O passado tendo um lugar importante na nossa memória deve ser contextualizado como algo que teve o seu tempo, não volta, e por isso não vale a pena ficarmos agarrados a ele como se contivesse alguma solução para o futuro.
O futebol, modalidade mais que centenária e com expressão mundial
inigualável, tem naturalmente o seu passado, as suas lendas, as suas memórias
dos grandes jogos,dos grande jogadores e treinadores, das grandes competições.
Mas não pode viver disso.
Porque caso contrário os recintos ainda seriam pelados, não haveria
substituições, as botas dos jogadores continuariam a ter travessas, não haveria
transmissões televisivas e por aí fora naquilo que podia ser um estendal de
diferenças em relação ao presente.
Vivemos outros tempos.
E por isso na actualidade o dinheiro tem um papel absolutamente
decisivo no futebol relegando para as memórias longínquas conceitos tão
engraçados como o “amorà camisola” ou o “amadorismo” dos praticantes.
Hoje tudo se faz e gira em volta do dinheiro.
DO dinheiro das televisões, essencialmente, do dinheiro dos
patrocínios, do dinheiro do merchandising, do dinheiro da publicidade.

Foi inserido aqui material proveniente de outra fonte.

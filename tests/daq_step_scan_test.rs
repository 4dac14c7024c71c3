//! Tests for the DAQ step-scan and fly-scan preprocessors.

use daq_plans::plan::{
    daq_during_wrapper, daq_step_scan_wrapper, stubs, validate_plan, Command, DaqDuringConfig,
    DaqStepConfig, DeviceRef, Msg, ParameterValue,
};
use daq_plans::{PlanError, PlanResult};
use std::collections::{BTreeMap, HashMap};

fn daq() -> DeviceRef {
    DeviceRef::new("daq")
}

fn wrap(plan: Vec<Msg>, config: DaqStepConfig) -> PlanResult<Vec<Msg>> {
    daq_step_scan_wrapper(plan, daq(), config).collect()
}

fn on_daq<'a>(msgs: &'a [Msg], command: Command) -> Vec<&'a Msg> {
    msgs.iter()
        .filter(|m| m.command == command && m.is_on(&daq()))
        .collect()
}

#[test]
fn test_plan_without_bundles_is_only_staged() {
    let motor = DeviceRef::new("stage_x");
    let mut plan = vec![stubs::checkpoint()];
    plan.extend(stubs::mv(&motor, 1.0));
    plan.extend(stubs::mv(&motor, 2.0));

    let out = wrap(plan.clone(), DaqStepConfig::default()).unwrap();

    let mut expected = vec![stubs::stage(&daq())];
    expected.extend(plan);
    expected.push(stubs::unstage(&daq()));
    assert_eq!(out, expected);
    assert!(out.iter().all(|m| m.command != Command::Configure));
}

#[test]
fn test_step_scan_configures_once_and_runs_every_step() {
    let det = DeviceRef::new("ipm");
    let motor = DeviceRef::new("stage_x");
    let steps = 5;
    let plan = stubs::scan(&[det.clone()], &motor, 0.0, 4.0, steps);

    let out = wrap(plan, DaqStepConfig::default().with_events(120)).unwrap();

    let configures = on_daq(&out, Command::Configure);
    assert_eq!(configures.len(), 1);
    let kwargs = &configures[0].kwargs;
    assert_eq!(kwargs["events"], ParameterValue::Int(120));
    assert_eq!(kwargs["duration"], ParameterValue::Null);
    assert_eq!(kwargs["record"], ParameterValue::Bool(true));
    assert_eq!(
        kwargs["controls"],
        ParameterValue::Array(vec![ParameterValue::from("stage_x")])
    );

    assert_eq!(on_daq(&out, Command::Trigger).len(), steps);
    assert_eq!(on_daq(&out, Command::Read).len(), steps);

    // Configure comes after the first move and before the first trigger
    let first_set = out.iter().position(|m| m.command == Command::Set).unwrap();
    let configure = out.iter().position(|m| m.command == Command::Configure).unwrap();
    let first_trigger = out.iter().position(|m| m.command == Command::Trigger).unwrap();
    assert!(first_set < configure && configure < first_trigger);
    assert!(out[first_trigger].is_on(&daq()));

    assert_eq!(out.first(), Some(&stubs::stage(&daq())));
    assert_eq!(out.last(), Some(&stubs::unstage(&daq())));

    let (ok, reason) = validate_plan(&out, &HashMap::new());
    assert!(ok, "{}", reason);
}

#[test]
fn test_daq_trigger_shares_group_of_first_trigger() {
    let det = DeviceRef::new("ipm");
    let plan = stubs::count(&[det], 1);
    let out = wrap(plan, DaqStepConfig::default()).unwrap();

    let triggers: Vec<&Msg> = out.iter().filter(|m| m.command == Command::Trigger).collect();
    assert_eq!(triggers.len(), 2);
    assert!(triggers[0].is_on(&daq()));
    assert_eq!(triggers[0].group, triggers[1].group);

    let reads: Vec<&Msg> = out.iter().filter(|m| m.command == Command::Read).collect();
    assert!(reads[0].is_on(&daq()));
}

#[test]
fn test_daq_after_detector_is_misconfigured() {
    let det = DeviceRef::new("ipm");
    let plan = stubs::trigger_and_read(&[det, daq()], "primary");

    let results: Vec<PlanResult<Msg>> =
        daq_step_scan_wrapper(plan, daq(), DaqStepConfig::default()).collect();

    let last = results.last().unwrap();
    match last {
        Err(PlanError::MisconfiguredScan(msg)) => {
            assert!(msg.contains("first detector"), "{}", msg)
        }
        other => panic!("expected MisconfiguredScan, got {:?}", other),
    }
    // No unstage after a failure
    assert!(results
        .iter()
        .filter_map(|r| r.as_ref().ok())
        .all(|m| m.command != Command::Unstage));
}

#[test]
fn test_daq_as_first_detector_is_accepted() {
    let det = DeviceRef::new("ipm");
    let plan = stubs::trigger_and_read(&[daq(), det], "primary");
    let out = wrap(plan, DaqStepConfig::default()).unwrap();

    assert_eq!(on_daq(&out, Command::Trigger).len(), 1);
    assert_eq!(on_daq(&out, Command::Read).len(), 1);
    assert_eq!(on_daq(&out, Command::Configure).len(), 1);
}

#[test]
fn test_inner_daq_staging_is_neutralized() {
    let plan = stubs::count(&[daq()], 1);
    let out = wrap(plan, DaqStepConfig::default()).unwrap();

    assert_eq!(on_daq(&out, Command::Stage).len(), 1);
    assert_eq!(on_daq(&out, Command::Unstage).len(), 1);
    assert!(out
        .iter()
        .any(|m| m.command == Command::Stage && m.target == Some(DeviceRef::placeholder())));
}

#[test]
fn test_during_wrapper_flies_the_daq() {
    let det = DeviceRef::new("ipm");
    let plan = stubs::count(&[det], 2);
    let config = DaqDuringConfig {
        controls: Some(vec![DeviceRef::new("stage_x")]),
        ..DaqDuringConfig::default()
    };

    let out: Vec<Msg> = daq_during_wrapper(plan, daq(), config)
        .collect::<PlanResult<_>>()
        .unwrap();

    assert_eq!(out[0], stubs::stage(&daq()));
    assert_eq!(out[1].command, Command::Configure);
    assert_eq!(out[1].kwargs["events"], ParameterValue::Int(0));
    assert_eq!(out.last(), Some(&stubs::unstage(&daq())));

    let open = out.iter().position(|m| m.command == Command::OpenRun).unwrap();
    assert_eq!(out[open + 1].command, Command::Kickoff);
    assert_eq!(out[open + 2].command, Command::Wait);

    let close = out.iter().position(|m| m.command == Command::CloseRun).unwrap();
    let tail: Vec<Command> = out[close - 3..close].iter().map(|m| m.command).collect();
    assert_eq!(tail, vec![Command::Complete, Command::Wait, Command::Collect]);

    // Not a step scan: the DAQ is never triggered per bundle
    assert!(on_daq(&out, Command::Trigger).is_empty());
}

#[test]
fn test_config_defaults_flow_into_configure() {
    let defaults = daq_plans::config::DaqDefaults {
        events: None,
        duration: Some(2.5),
        record: false,
        use_l3t: true,
    };
    let det = DeviceRef::new("ipm");
    let plan = stubs::count(&[det], 1);
    let out = wrap(plan, DaqStepConfig::from(&defaults)).unwrap();

    let configure = on_daq(&out, Command::Configure)[0];
    let expected: BTreeMap<String, ParameterValue> = BTreeMap::from([
        ("events".to_string(), ParameterValue::Null),
        ("duration".to_string(), ParameterValue::Float(2.5)),
        ("record".to_string(), ParameterValue::Bool(false)),
        ("use_l3t".to_string(), ParameterValue::Bool(true)),
        ("controls".to_string(), ParameterValue::Array(Vec::new())),
    ]);
    assert_eq!(configure.kwargs, expected);
}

E quem tem dinheiro tem ambições porque quem não tem está cada vez
mais relegado a um papel secundário,de figurante, perante aqueles que dispõe de
meios superiores que lhes permitem fazer a diferença na qualidade futebolística
das suas equipas.
Dir-me-ão que sempre assim foi e que já no tempo das “balizas às
costas” havia os mais ricos e os pobres em função do número de adeptos e
consequentes receitas de bilheteira e cotizações que era o que nesse tempo fazia
a diferença.
É verdade.
Mas as diferenças nesses tempos eram menores em relação aos tempos
actuais em que se vai verificando que em quase todo o lado (a Inglaterra será a
saudável excepção) os ricos estão cada vez mais ricos e os outros cada vez mais
remediados.
Uma das grandes responsáveis disso foi e é a UEFA.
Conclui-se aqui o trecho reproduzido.